---- Data under study

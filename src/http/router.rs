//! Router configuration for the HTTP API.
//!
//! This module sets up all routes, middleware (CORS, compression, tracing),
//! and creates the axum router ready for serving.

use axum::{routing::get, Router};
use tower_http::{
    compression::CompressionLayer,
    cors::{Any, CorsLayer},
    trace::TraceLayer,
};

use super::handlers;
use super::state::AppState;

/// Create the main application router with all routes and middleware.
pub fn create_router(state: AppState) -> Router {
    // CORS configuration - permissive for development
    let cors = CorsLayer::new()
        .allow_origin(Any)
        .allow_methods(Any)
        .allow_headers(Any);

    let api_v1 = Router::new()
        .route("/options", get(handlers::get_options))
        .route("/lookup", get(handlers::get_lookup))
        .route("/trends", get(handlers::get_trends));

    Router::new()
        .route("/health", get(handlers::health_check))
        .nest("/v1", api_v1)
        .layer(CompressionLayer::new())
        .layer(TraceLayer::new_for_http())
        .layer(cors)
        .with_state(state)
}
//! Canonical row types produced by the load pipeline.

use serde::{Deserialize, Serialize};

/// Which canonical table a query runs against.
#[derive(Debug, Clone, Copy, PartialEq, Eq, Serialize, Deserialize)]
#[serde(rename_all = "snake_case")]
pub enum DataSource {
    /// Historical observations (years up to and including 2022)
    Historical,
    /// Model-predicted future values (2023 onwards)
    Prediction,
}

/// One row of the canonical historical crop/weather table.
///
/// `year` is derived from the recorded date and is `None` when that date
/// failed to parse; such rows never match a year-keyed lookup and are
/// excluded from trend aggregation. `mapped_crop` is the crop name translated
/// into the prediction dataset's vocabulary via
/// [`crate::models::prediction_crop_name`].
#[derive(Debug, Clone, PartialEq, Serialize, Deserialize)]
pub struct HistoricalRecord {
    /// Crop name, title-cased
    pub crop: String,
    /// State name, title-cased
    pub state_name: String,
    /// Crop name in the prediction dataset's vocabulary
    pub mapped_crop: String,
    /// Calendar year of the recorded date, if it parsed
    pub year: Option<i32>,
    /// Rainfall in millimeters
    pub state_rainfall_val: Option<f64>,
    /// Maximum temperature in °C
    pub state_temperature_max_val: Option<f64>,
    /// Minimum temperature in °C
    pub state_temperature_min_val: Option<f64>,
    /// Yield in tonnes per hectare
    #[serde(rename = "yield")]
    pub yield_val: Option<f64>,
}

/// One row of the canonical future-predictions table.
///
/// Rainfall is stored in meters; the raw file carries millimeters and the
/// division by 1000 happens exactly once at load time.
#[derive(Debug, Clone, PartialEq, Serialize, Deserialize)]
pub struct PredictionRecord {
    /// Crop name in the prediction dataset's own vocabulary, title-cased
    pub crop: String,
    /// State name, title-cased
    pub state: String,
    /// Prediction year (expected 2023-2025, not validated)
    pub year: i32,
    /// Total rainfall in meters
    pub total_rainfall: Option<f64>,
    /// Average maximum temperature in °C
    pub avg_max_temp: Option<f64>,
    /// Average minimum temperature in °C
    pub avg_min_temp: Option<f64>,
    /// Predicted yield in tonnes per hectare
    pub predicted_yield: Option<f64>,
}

--------
---- Data under study

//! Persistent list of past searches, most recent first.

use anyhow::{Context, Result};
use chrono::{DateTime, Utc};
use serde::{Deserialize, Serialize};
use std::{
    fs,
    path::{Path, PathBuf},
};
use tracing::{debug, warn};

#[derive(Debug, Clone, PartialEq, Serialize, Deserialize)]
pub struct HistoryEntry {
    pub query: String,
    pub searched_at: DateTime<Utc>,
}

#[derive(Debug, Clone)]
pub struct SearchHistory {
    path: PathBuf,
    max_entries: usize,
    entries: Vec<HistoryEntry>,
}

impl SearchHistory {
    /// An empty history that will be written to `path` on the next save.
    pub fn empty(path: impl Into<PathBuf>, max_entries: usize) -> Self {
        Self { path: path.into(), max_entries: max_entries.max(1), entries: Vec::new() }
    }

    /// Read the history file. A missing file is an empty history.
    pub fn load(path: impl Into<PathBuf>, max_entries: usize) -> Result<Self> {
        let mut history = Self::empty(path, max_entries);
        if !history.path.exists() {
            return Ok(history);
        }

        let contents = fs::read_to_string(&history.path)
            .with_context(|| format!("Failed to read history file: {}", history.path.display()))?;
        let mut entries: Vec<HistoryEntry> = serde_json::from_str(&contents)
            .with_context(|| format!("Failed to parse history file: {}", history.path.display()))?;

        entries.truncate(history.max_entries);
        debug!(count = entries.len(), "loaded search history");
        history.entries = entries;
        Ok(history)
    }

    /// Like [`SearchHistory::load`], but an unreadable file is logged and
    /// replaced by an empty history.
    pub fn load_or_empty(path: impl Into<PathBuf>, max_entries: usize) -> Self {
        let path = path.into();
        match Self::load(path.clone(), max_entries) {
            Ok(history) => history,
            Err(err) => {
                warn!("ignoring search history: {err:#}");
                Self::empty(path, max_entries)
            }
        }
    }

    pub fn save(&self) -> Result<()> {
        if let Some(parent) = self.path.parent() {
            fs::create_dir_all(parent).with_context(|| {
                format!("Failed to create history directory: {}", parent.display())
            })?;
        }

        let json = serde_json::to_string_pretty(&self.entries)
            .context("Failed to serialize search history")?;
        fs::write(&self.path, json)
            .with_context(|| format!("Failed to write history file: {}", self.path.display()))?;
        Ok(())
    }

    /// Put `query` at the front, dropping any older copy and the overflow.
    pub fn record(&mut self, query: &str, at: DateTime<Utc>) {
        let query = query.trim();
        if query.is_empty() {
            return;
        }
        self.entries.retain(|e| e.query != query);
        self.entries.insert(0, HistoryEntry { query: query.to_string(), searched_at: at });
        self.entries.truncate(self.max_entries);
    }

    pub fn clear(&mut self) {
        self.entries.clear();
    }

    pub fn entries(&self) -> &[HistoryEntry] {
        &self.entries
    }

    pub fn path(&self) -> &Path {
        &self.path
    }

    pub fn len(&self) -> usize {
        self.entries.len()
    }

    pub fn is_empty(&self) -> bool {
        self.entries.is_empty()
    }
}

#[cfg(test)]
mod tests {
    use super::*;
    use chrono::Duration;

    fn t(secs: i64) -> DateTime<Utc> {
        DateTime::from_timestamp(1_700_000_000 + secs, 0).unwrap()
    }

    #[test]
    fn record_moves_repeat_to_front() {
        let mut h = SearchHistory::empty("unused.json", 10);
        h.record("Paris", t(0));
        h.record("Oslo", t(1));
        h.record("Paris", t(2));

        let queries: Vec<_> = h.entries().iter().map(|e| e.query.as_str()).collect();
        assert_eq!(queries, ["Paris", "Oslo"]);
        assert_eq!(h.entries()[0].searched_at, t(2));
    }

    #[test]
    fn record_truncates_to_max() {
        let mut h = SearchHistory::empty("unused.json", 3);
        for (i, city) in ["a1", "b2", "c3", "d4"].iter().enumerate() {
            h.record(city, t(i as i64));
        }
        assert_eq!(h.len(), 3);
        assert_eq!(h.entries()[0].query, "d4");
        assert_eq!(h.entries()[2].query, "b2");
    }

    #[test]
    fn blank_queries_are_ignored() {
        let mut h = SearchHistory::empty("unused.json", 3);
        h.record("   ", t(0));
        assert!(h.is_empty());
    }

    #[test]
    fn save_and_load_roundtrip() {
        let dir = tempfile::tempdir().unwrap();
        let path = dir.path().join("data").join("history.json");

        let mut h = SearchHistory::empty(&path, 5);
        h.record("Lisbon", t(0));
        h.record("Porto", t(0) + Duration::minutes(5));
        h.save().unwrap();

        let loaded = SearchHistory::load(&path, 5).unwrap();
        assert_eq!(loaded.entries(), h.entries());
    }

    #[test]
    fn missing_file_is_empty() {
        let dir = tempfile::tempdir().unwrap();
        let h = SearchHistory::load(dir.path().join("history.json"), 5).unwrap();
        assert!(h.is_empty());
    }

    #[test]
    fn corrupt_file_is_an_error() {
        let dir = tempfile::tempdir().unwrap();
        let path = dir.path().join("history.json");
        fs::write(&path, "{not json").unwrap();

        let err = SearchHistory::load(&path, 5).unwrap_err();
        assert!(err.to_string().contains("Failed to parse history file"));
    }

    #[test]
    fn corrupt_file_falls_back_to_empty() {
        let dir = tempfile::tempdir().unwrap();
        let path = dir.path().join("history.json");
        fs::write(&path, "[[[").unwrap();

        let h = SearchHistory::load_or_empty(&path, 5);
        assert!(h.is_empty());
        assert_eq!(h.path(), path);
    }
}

--------

* Problem statement: Scan the material for lines with the word "write", and copy each line you find.

* Output for this task:
        fs::write(&self.path, json)
            .with_context(|| format!("Failed to write history file: {}", self.path.display()))?;
        fs::write(&path, "{not json").unwrap();
        fs::write(&path, "[[[").unwrap();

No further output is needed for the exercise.